Devil in the Grove: Thurgood Marshall, the Groveland Boys, and the Dawn of a New America is a 2012 nonfiction book by the American author Gilbert King. It is a history of the attorney Thurgood Marshall's defense of four young black men in Lake County, Florida, who were accused in 1949 of raping a white woman. They were known as the Groveland Boys. Marshall led a team from the NAACP Legal Defense Fund. Published by Harper, the book was awarded the 2013 Pulitzer Prize for General Nonfiction. The Pulitzer Committee described it as "a richly detailed chronicle of racial injustice."

==Description==

In 1949, Florida's orange industry was booming, and citrus barons got rich on the backs of African-American laborers, who worked under Jim Crow laws and had been disenfranchised by the state constitution since the turn of the century and struggled for justice in the white supremacist state. The planters relied on Sheriff Willis V. McCall to keep order in Lake County, where he was known for his harsh actions against blacks. A white 17-year-old Groveland girl said she had been raped by blacks, and McCall soon arrested four young black men.

Thurgood Marshall, known as "Mr. Civil Rights" and one of the most important American lawyers of the 20th century, entered the fray and represented the suspects for the NAACP Legal Defense Fund. The US Supreme Court overturned the convictions and returned the case to the state for retrial. Members of the Ku Klux Klan came to town, burned the homes of blacks to the ground, and chased hundreds into the swamps, as they were intent on lynching the young men who came to be known as "the Groveland Boys." The Ku Klux Klan initiated a wave of violence, shot two of the defendants, and killed one.
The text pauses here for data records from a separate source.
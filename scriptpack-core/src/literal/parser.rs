//! 字面量递归下降解析器
//!
//! 文法：
//! ```text
//! value  := object | array | string | number | bareword
//! object := '{' [ member (',' member)* [','] ] '}'
//! member := (string | bareword | number) ':' value
//! array  := '[' [ value (',' value)* [','] ] ']'
//! ```
//! 裸词 `true`/`false`/`null` 映射为对应 JSON 值，其他裸词视为字符串。

use serde_json::{Map, Value};

use super::error::{LiteralError, LiteralErrorKind};
use super::scanner::{Scanner, Token, TokenKind};

/// 最大嵌套深度
pub const MAX_DEPTH: usize = 64;

/// 字面量解析器
///
/// 只预读一个 token；预读失败的错误延迟到真正需要该 token 时才返回，
/// 因此可以从任意源码中截取前缀字面量而不被其后的内容干扰。
pub struct Parser<'a> {
    scanner: Scanner<'a>,
    current: Result<Token, LiteralError>,
    /// 最近一个完整值的结束偏移
    end: usize,
    depth: usize,
}

impl<'a> Parser<'a> {
    pub fn new(source: &'a str) -> Self {
        let mut scanner = Scanner::new(source);
        let current = scanner.next_token();
        Self {
            scanner,
            current,
            end: 0,
            depth: 0,
        }
    }

    /// 解析一个值，返回值和它结束处的字节偏移
    pub fn parse_value(&mut self) -> Result<(Value, usize), LiteralError> {
        let value = self.value()?;
        Ok((value, self.end))
    }

    /// 解析一个值并要求其后只剩空白或注释
    pub fn parse_complete(&mut self) -> Result<Value, LiteralError> {
        let value = self.value()?;
        if *self.kind()? != TokenKind::Eof {
            return Err(LiteralError::at(
                LiteralErrorKind::TrailingInput,
                self.offset(),
            ));
        }
        Ok(value)
    }

    fn kind(&self) -> Result<&TokenKind, LiteralError> {
        self.current.as_ref().map(|t| &t.kind).map_err(Clone::clone)
    }

    fn offset(&self) -> usize {
        match &self.current {
            Ok(token) => token.offset,
            Err(err) => err.offset,
        }
    }

    fn is(&self, kind: &TokenKind) -> Result<bool, LiteralError> {
        Ok(self.kind()? == kind)
    }

    fn bump(&mut self) -> Result<Token, LiteralError> {
        let next = self.scanner.next_token();
        std::mem::replace(&mut self.current, next)
    }

    fn expect(&mut self, kind: TokenKind, expected: &'static str) -> Result<(), LiteralError> {
        if self.is(&kind)? {
            self.bump()?;
            Ok(())
        } else {
            Err(self.unexpected(expected))
        }
    }

    fn unexpected(&self, expected: &'static str) -> LiteralError {
        let kind = match self.kind() {
            Err(err) => return err,
            Ok(TokenKind::Eof) => LiteralErrorKind::UnexpectedEnd,
            Ok(found) => LiteralErrorKind::UnexpectedToken {
                expected,
                found: found.describe(),
            },
        };
        LiteralError::at(kind, self.offset())
    }

    fn value(&mut self) -> Result<Value, LiteralError> {
        match self.kind()? {
            TokenKind::LBrace => self.nested(Self::object),
            TokenKind::LBracket => self.nested(Self::array),
            TokenKind::Str(_) | TokenKind::Number(_) | TokenKind::Word(_) => {
                // 扫描器此时恰好停在当前 token 末尾
                self.end = self.scanner.offset();
                let token = self.bump()?;
                Ok(match token.kind {
                    TokenKind::Str(s) => Value::String(s),
                    TokenKind::Number(n) => Value::Number(n),
                    TokenKind::Word(w) => match w.as_str() {
                        "true" => Value::Bool(true),
                        "false" => Value::Bool(false),
                        "null" | "undefined" => Value::Null,
                        _ => Value::String(w),
                    },
                    _ => Value::Null,
                })
            }
            _ => Err(self.unexpected("a value")),
        }
    }

    fn nested(
        &mut self,
        parse: fn(&mut Self) -> Result<Value, LiteralError>,
    ) -> Result<Value, LiteralError> {
        if self.depth >= MAX_DEPTH {
            return Err(LiteralError::at(
                LiteralErrorKind::TooDeep(MAX_DEPTH),
                self.offset(),
            ));
        }
        self.depth += 1;
        let result = parse(self);
        self.depth -= 1;
        result
    }

    fn object(&mut self) -> Result<Value, LiteralError> {
        self.expect(TokenKind::LBrace, "'{'")?;
        let mut map = Map::new();

        while !self.is(&TokenKind::RBrace)? {
            let key = match self.kind()? {
                TokenKind::Str(s) | TokenKind::Word(s) => s.clone(),
                TokenKind::Number(n) => n.to_string(),
                _ => return Err(self.unexpected("an object key")),
            };
            self.bump()?;
            self.expect(TokenKind::Colon, "':'")?;
            let value = self.value()?;
            map.insert(key, value);

            if self.is(&TokenKind::Comma)? {
                self.bump()?;
            } else if !self.is(&TokenKind::RBrace)? {
                return Err(self.unexpected("',' or '}'"));
            }
        }

        self.close(TokenKind::RBrace)?;
        Ok(Value::Object(map))
    }

    fn array(&mut self) -> Result<Value, LiteralError> {
        self.expect(TokenKind::LBracket, "'['")?;
        let mut items = Vec::new();

        while !self.is(&TokenKind::RBracket)? {
            items.push(self.value()?);

            if self.is(&TokenKind::Comma)? {
                self.bump()?;
            } else if !self.is(&TokenKind::RBracket)? {
                return Err(self.unexpected("',' or ']'"));
            }
        }

        self.close(TokenKind::RBracket)?;
        Ok(Value::Array(items))
    }

    /// 消费闭合括号，值的结束偏移定在括号之后
    fn close(&mut self, kind: TokenKind) -> Result<(), LiteralError> {
        self.end = self.offset() + 1;
        self.expect(kind, "a closing bracket")
    }
}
Associates feared for Marshall's life during the time of the "Florida Terror" and worried that he was irreplaceable to the burgeoning Civil Rights Movement. Marshall was determined to fight for the case. The Klan murdered one of his NAACP associates, Harry T. Moore, who was involved with the case in Florida, and Marshall received numerous threats that he would be next.

King drew on a wealth of never-before-published material, including the FBI's unredacted Groveland case files. He also gained unprecedented access to the NAACP's Legal Defense Fund files. He both explored the work of Marshall and set his narrative against the case that US Supreme Court Justice Robert H. Jackson decried as "one of the best examples of one of the worst menaces to American justice."

==Reception==
In 2013, this book won the Pulitzer Prize for General Nonfiction. It won runner-up for the 2013 Dayton Literary Peace Prize. Thomas Friedman of The New York Times described Devil in the Grove as a "must-read, cannot-put-down history."
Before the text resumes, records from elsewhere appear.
//! Scriptpack Config - Pure configuration data structures
//!
//! This crate contains only data structures, no logic or global state.
//! It serves as the shared configuration vocabulary across all scriptpack crates.

use serde::Deserialize;
use std::path::PathBuf;

/// Naming and source conventions understood by the resolver
#[derive(Debug, Clone, PartialEq, Eq, Deserialize)]
#[serde(default, rename_all = "snake_case")]
pub struct Convention {
    /// Module file extension, without the dot
    pub extension: String,
    /// Name of the default category (the request directory itself)
    pub default_category: String,
    /// Alias accepted for the default category in dependency specs
    pub default_category_alias: String,
    /// Mask meaning "every module of the category"
    pub wildcard: String,
    /// Last wrapper parameter marking a self-registering module
    pub marker_param: String,
    /// Setup method declaring compile dependencies
    pub compile_method: String,
    /// Setup method declaring launch dependencies
    pub launch_method: String,
    /// Setup method declaring optional dependencies
    pub optional_method: String,
    /// Loader script prepended to bundles holding self-registering modules
    pub loader_file: String,
    /// Global variable the loader script defines
    pub loader_var: String,
    /// Loader function called by the bundle trailer
    pub loader_entry: String,
}

impl Default for Convention {
    fn default() -> Self {
        Self {
            extension: "js".to_string(),
            default_category: ".".to_string(),
            default_category_alias: "_".to_string(),
            wildcard: "*".to_string(),
            marker_param: "Script".to_string(),
            compile_method: "setCompileDependencies".to_string(),
            launch_method: "setLaunchDependencies".to_string(),
            optional_method: "setOptionalDependencies".to_string(),
            loader_file: "Loader.js".to_string(),
            loader_var: "_jsUtilsLoader".to_string(),
            loader_entry: "exec".to_string(),
        }
    }
}

impl Convention {
    /// Map the default-category alias onto the default category
    pub fn canonical_category<'a>(&'a self, category: &'a str) -> &'a str {
        if category == self.default_category_alias {
            &self.default_category
        } else {
            category
        }
    }
}

/// Log level
#[derive(Clone, Copy, Debug, PartialEq, Eq, PartialOrd, Ord, Deserialize)]
#[serde(rename_all = "lowercase")]
pub enum LogLevel {
    Error,
    Warn,
    Info,
    Debug,
    Trace,
}

impl LogLevel {
    /// Parse a level name; `silent` maps to `Error`
    pub fn parse(s: &str) -> Option<Self> {
        match s.to_lowercase().as_str() {
            "silent" | "error" => Some(LogLevel::Error),
            "warn" => Some(LogLevel::Warn),
            "info" => Some(LogLevel::Info),
            "debug" => Some(LogLevel::Debug),
            "trace" => Some(LogLevel::Trace),
            _ => None,
        }
    }
}

/// Bundling phase, used for phase-specific log filtering
#[derive(Clone, Copy, Debug, PartialEq, Eq)]
pub enum Phase {
    Discovery,
    Graph,
    Weight,
    Emit,
}

impl Phase {
    /// All phases in pipeline order
    pub const ALL: [Phase; 4] = [Phase::Discovery, Phase::Graph, Phase::Weight, Phase::Emit];

    /// Get the string name of the phase
    pub fn as_str(&self) -> &'static str {
        match self {
            Phase::Discovery => "discovery",
            Phase::Graph => "graph",
            Phase::Weight => "weight",
            Phase::Emit => "emit",
        }
    }

    /// Get the log target name for this phase
    pub fn target(&self) -> String {
        format!("scriptpack::{}", self.as_str())
    }
}

/// Logging configuration
#[derive(Debug, Clone, PartialEq, Eq, Deserialize)]
#[serde(default)]
pub struct LoggingConfig {
    /// Global level
    pub level: LogLevel,
    pub discovery: Option<LogLevel>,
    pub graph: Option<LogLevel>,
    pub weight: Option<LogLevel>,
    pub emit: Option<LogLevel>,
}

impl Default for LoggingConfig {
    fn default() -> Self {
        Self {
            level: LogLevel::Warn,
            discovery: None,
            graph: None,
            weight: None,
            emit: None,
        }
    }
}

/// Project file contents (`scriptpack.json`)
#[derive(Debug, Clone, Default, PartialEq, Eq, Deserialize)]
#[serde(default)]
pub struct ScriptpackConfig {
    /// Directory request paths are resolved against
    pub root: Option<PathBuf>,
    pub convention: Convention,
    pub logging: LoggingConfig,
}

impl ScriptpackConfig {
    /// Parse a project file
    pub fn from_json_str(content: &str) -> Result<Self, serde_json::Error> {
        serde_json::from_str(content)
    }
}

#[cfg(test)]
mod tests {
    use super::*;

    #[test]
    fn test_default_convention() {
        let cfg = Convention::default();
        assert_eq!(cfg.extension, "js");
        assert_eq!(cfg.marker_param, "Script");
        assert_eq!(cfg.canonical_category("_"), ".");
        assert_eq!(cfg.canonical_category("lib"), "lib");
    }

    #[test]
    fn test_phase_as_str() {
        assert_eq!(Phase::Discovery.as_str(), "discovery");
        assert_eq!(Phase::Emit.target(), "scriptpack::emit");
    }

    #[test]
    fn test_log_level_parse() {
        assert_eq!(LogLevel::parse("silent"), Some(LogLevel::Error));
        assert_eq!(LogLevel::parse("DEBUG"), Some(LogLevel::Debug));
        assert_eq!(LogLevel::parse("loud"), None);
    }

    #[test]
    fn test_project_file_partial_override() {
        let cfg = ScriptpackConfig::from_json_str(
            r#"{
                "root": "/srv/utils",
                "convention": { "loader_var": "_loader", "extension": "mjs" },
                "logging": { "level": "debug", "weight": "trace" }
            }"#,
        )
        .unwrap();

        assert_eq!(cfg.root, Some(PathBuf::from("/srv/utils")));
        assert_eq!(cfg.convention.loader_var, "_loader");
        assert_eq!(cfg.convention.extension, "mjs");
        assert_eq!(cfg.convention.marker_param, "Script");
        assert_eq!(cfg.logging.level, LogLevel::Debug);
        assert_eq!(cfg.logging.weight, Some(LogLevel::Trace));
        assert_eq!(cfg.logging.discovery, None);
    }

    #[test]
    fn test_empty_project_file() {
        assert_eq!(ScriptpackConfig::from_json_str("{}").unwrap(), ScriptpackConfig::default());
    }
}
//! Scriptpack CLI - Command line interface
//!
//! Bundles a request path against a project root. Settings come from an
//! optional `scriptpack.json`; command-line flags override it.

use clap::Parser;
use std::path::{Path, PathBuf};
use std::process;

mod config;
mod logging;
mod platform;

use crate::config::LogConfig;
use crate::logging::LogFormat;
use crate::platform::{format_order, print_error, write_output};
use scriptpack_api::{
    bundle_request, graph_request, init_config, load_project, order_request, ApiError,
    BundleConfig, LogLevel, ScriptpackConfig,
};

const DEFAULT_PROJECT_FILE: &str = "scriptpack.json";

#[derive(Parser)]
#[command(
    name = "scriptpack",
    about = "Resolve and bundle self-registering script modules",
    version
)]
struct Cli {
    /// Request path, e.g. `js/u:5.js`, `js/*.js` or `js/main.js`
    #[arg(value_name = "REQUEST")]
    request: String,

    /// Directory request paths are resolved against
    #[arg(long, value_name = "DIR")]
    root: Option<PathBuf>,

    /// Project file (default: ./scriptpack.json when present)
    #[arg(long, value_name = "FILE")]
    config: Option<PathBuf>,

    /// Write the result here instead of stdout
    #[arg(short, long, value_name = "FILE")]
    output: Option<PathBuf>,

    /// Print the dependency graph in Graphviz DOT format
    #[arg(long, conflicts_with = "order")]
    graph: bool,

    /// Print the module order instead of the bundle
    #[arg(long)]
    order: bool,

    /// Log level: silent, error, warn, info, debug, trace
    #[arg(long, value_name = "LEVEL", value_parser = parse_log_level)]
    log_level: Option<LogLevel>,

    /// Log output format
    #[arg(long, value_enum, default_value_t = LogFormat::Compact)]
    log_format: LogFormat,
}

fn parse_log_level(s: &str) -> Result<LogLevel, String> {
    LogLevel::parse(s).ok_or_else(|| format!("unknown log level '{}'", s))
}

fn main() {
    let cli = Cli::parse();
    let json_errors = cli.log_format == LogFormat::Json;

    let (project, project_dir) = match read_project(cli.config.as_deref()) {
        Ok(found) => found,
        Err(e) => {
            print_error(&e, json_errors);
            process::exit(1);
        }
    };

    logging::init(
        &LogConfig::from_logging(&project.logging, cli.log_level),
        cli.log_format,
    );

    let mut bundle_config = BundleConfig::from_project(&project, &project_dir);
    if let Some(root) = &cli.root {
        bundle_config.root = root.clone();
    }
    tracing::debug!(root = %bundle_config.root.display(), "Configuration loaded");

    if let Err(e) = init_config(bundle_config) {
        print_error(&e, json_errors);
        process::exit(1);
    }

    let result = run(&cli);
    match result {
        Ok(text) => {
            if let Err(e) = write_output(cli.output.as_deref(), &text) {
                eprintln!("error: cannot write output: {}", e);
                process::exit(1);
            }
        }
        Err(e) => {
            print_error(&e, json_errors);
            process::exit(1);
        }
    }
}

fn run(cli: &Cli) -> Result<String, ApiError> {
    if cli.graph {
        let mut dot = graph_request(&cli.request)?;
        dot.push('\n');
        Ok(dot)
    } else if cli.order {
        Ok(format_order(&order_request(&cli.request)?))
    } else {
        let output = bundle_request(&cli.request)?;
        tracing::info!(last_modified = %output.last_modified(), "Bundle ready");
        Ok(output.text)
    }
}

/// 读取项目文件：显式指定的必须存在，默认文件缺失时使用默认配置
fn read_project(explicit: Option<&Path>) -> Result<(ScriptpackConfig, PathBuf), ApiError> {
    let path = explicit.unwrap_or(Path::new(DEFAULT_PROJECT_FILE));
    let dir = match path.parent() {
        Some(parent) if !parent.as_os_str().is_empty() => parent.to_path_buf(),
        _ => PathBuf::from("."),
    };

    if explicit.is_none() && !path.exists() {
        return Ok((ScriptpackConfig::default(), dir));
    }
    Ok((load_project(path)?, dir))
}
//! 模块与模块集合
//!
//! `Module` 是一次打包中发现的单个源文件；`ModuleSet` 按模块键排序保存全部模块，
//! 依赖在图构建后解析为集合内下标。

use std::fmt;
use std::fmt::Write as _;
use std::path::PathBuf;
use std::time::SystemTime;

use crate::mask::BitMask;
use crate::reference::{DependencyKind, ModuleId};

/// 模块键
///
/// 编号模块按 `(category, sub_id)` 排序，且总是排在文件模块之前。
#[derive(Debug, Clone, PartialEq, Eq, PartialOrd, Ord, Hash)]
pub enum ModuleKey {
    Numbered(ModuleId),
    File(PathBuf),
}

impl ModuleKey {
    pub fn id(&self) -> Option<&ModuleId> {
        match self {
            ModuleKey::Numbered(id) => Some(id),
            ModuleKey::File(_) => None,
        }
    }
}

impl fmt::Display for ModuleKey {
    fn fmt(&self, f: &mut fmt::Formatter<'_>) -> fmt::Result {
        match self {
            ModuleKey::Numbered(id) => write!(f, "{}", id),
            ModuleKey::File(path) => write!(f, "{}", path.display()),
        }
    }
}

/// 按依赖类型分组的三个列表
#[derive(Debug, Clone, PartialEq, Eq)]
pub struct Dependencies<T> {
    pub compile: Vec<T>,
    pub launch: Vec<T>,
    pub optional: Vec<T>,
}

impl<T> Default for Dependencies<T> {
    fn default() -> Self {
        Self {
            compile: Vec::new(),
            launch: Vec::new(),
            optional: Vec::new(),
        }
    }
}

impl<T> Dependencies<T> {
    pub fn get(&self, kind: DependencyKind) -> &Vec<T> {
        match kind {
            DependencyKind::Compile => &self.compile,
            DependencyKind::Launch => &self.launch,
            DependencyKind::Optional => &self.optional,
        }
    }

    pub fn get_mut(&mut self, kind: DependencyKind) -> &mut Vec<T> {
        match kind {
            DependencyKind::Compile => &mut self.compile,
            DependencyKind::Launch => &mut self.launch,
            DependencyKind::Optional => &mut self.optional,
        }
    }

    /// 依次遍历 compile、launch、optional
    pub fn iter(&self) -> impl Iterator<Item = (DependencyKind, &T)> + '_ {
        DependencyKind::ALL
            .into_iter()
            .flat_map(move |kind| self.get(kind).iter().map(move |item| (kind, item)))
    }

    pub fn len(&self) -> usize {
        self.compile.len() + self.launch.len() + self.optional.len()
    }

    pub fn is_empty(&self) -> bool {
        self.len() == 0
    }
}

/// 一个被发现的模块文件
#[derive(Debug, Clone)]
pub struct Module {
    pub key: ModuleKey,
    pub path: PathBuf,
    pub category: String,
    /// 文件名前导数字；文件模块可能没有
    pub sub_id: Option<u32>,
    pub source: String,
    pub mtime: SystemTime,
    /// `mtime` 的 UTC 格式 `%Y%m%d.%H%M%S`
    pub version: String,
    pub is_self_registering: bool,
    /// 源码中声明的依赖
    pub declared: Dependencies<ModuleId>,
    /// 解析后的依赖（`ModuleSet::modules` 下标）
    pub dependencies: Dependencies<usize>,
    pub power_id: BitMask,
    pub weight: BitMask,
    pub compile_weight: BitMask,
    /// 元数据提取中的非致命问题
    pub diagnostics: Vec<String>,
}

impl Module {
    /// DOT 图中的节点标签
    fn dot_label(&self) -> String {
        let id = self
            .sub_id
            .map(|id| id.to_string())
            .unwrap_or_else(|| "?".to_string());
        format!(
            "\"{}-{} [{}, {}, {}]\"",
            self.category, id, self.power_id, self.weight, self.compile_weight
        )
    }
}

/// 一次打包的全部模块
#[derive(Debug, Clone)]
pub struct ModuleSet {
    /// 按 `key` 升序
    pub modules: Vec<Module>,
    /// 排序后的输出顺序（`modules` 下标）
    pub order: Vec<usize>,
    /// 请求目录，加载器脚本在此查找
    pub dir: PathBuf,
    /// 请求中给出的逻辑名
    pub name: Option<String>,
}

impl ModuleSet {
    pub fn len(&self) -> usize {
        self.modules.len()
    }

    pub fn is_empty(&self) -> bool {
        self.modules.is_empty()
    }

    pub fn position(&self, key: &ModuleKey) -> Option<usize> {
        self.modules.binary_search_by(|m| m.key.cmp(key)).ok()
    }

    pub fn find(&self, id: &ModuleId) -> Option<usize> {
        self.position(&ModuleKey::Numbered(id.clone()))
    }

    /// 按输出顺序遍历；排序前为键顺序
    pub fn ordered(&self) -> impl Iterator<Item = &Module> + '_ {
        let order: Box<dyn Iterator<Item = usize>> = if self.order.len() == self.modules.len() {
            Box::new(self.order.iter().copied())
        } else {
            Box::new(0..self.modules.len())
        };
        order.map(move |index| &self.modules[index])
    }

    pub fn has_self_registering(&self) -> bool {
        self.modules.iter().any(|m| m.is_self_registering)
    }

    /// 输出顺序下的模块键
    pub fn ordered_keys(&self) -> Vec<ModuleKey> {
        self.ordered().map(|m| m.key.clone()).collect()
    }

    /// 以 Graphviz DOT 描述依赖图
    ///
    /// 节点标签为 `"cat-id [power, weight, compile_weight]"`，逆输出顺序列出；
    /// 没有依赖的模块作为孤立节点出现。
    pub fn to_dot(&self) -> String {
        let mut graph = String::from("digraph G {");
        let modules: Vec<&Module> = self.ordered().collect();
        for module in modules.into_iter().rev() {
            let from = module.dot_label();
            if module.dependencies.is_empty() {
                let _ = write!(graph, "\n\t{}", from);
                continue;
            }
            for (kind, &dep) in module.dependencies.iter() {
                let to = self.modules[dep].dot_label();
                let _ = write!(graph, "\n\t{} -> {} [label=\"{}\"]", from, to, kind);
            }
        }
        graph.push_str("\n}");
        graph
    }
}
In addition to being named to several "Best Books of 2012" lists by newspapers such as The Christian Science Monitor and The Boston Globe, Devil in the Grove was nominated in 2013 for the Chautauqua Prize and an Edgar Award for Best Fact Crime.

The Christian Science Monitor noted that
"King's style, at once suspenseful and historically meticulous, advances the facts of the Groveland case while simultaneously weaving together details from Marshall's professional rise within the NAACP and his home life in Harlem ... Devil is a compelling look at the case that forged Thurgood Marshall's perception of himself as a crusader for civil rights ... The story of the Thurgood Marshall and his Groveland Boys reminds us that man's capacity for evil may be deep, but so is his capacity for change."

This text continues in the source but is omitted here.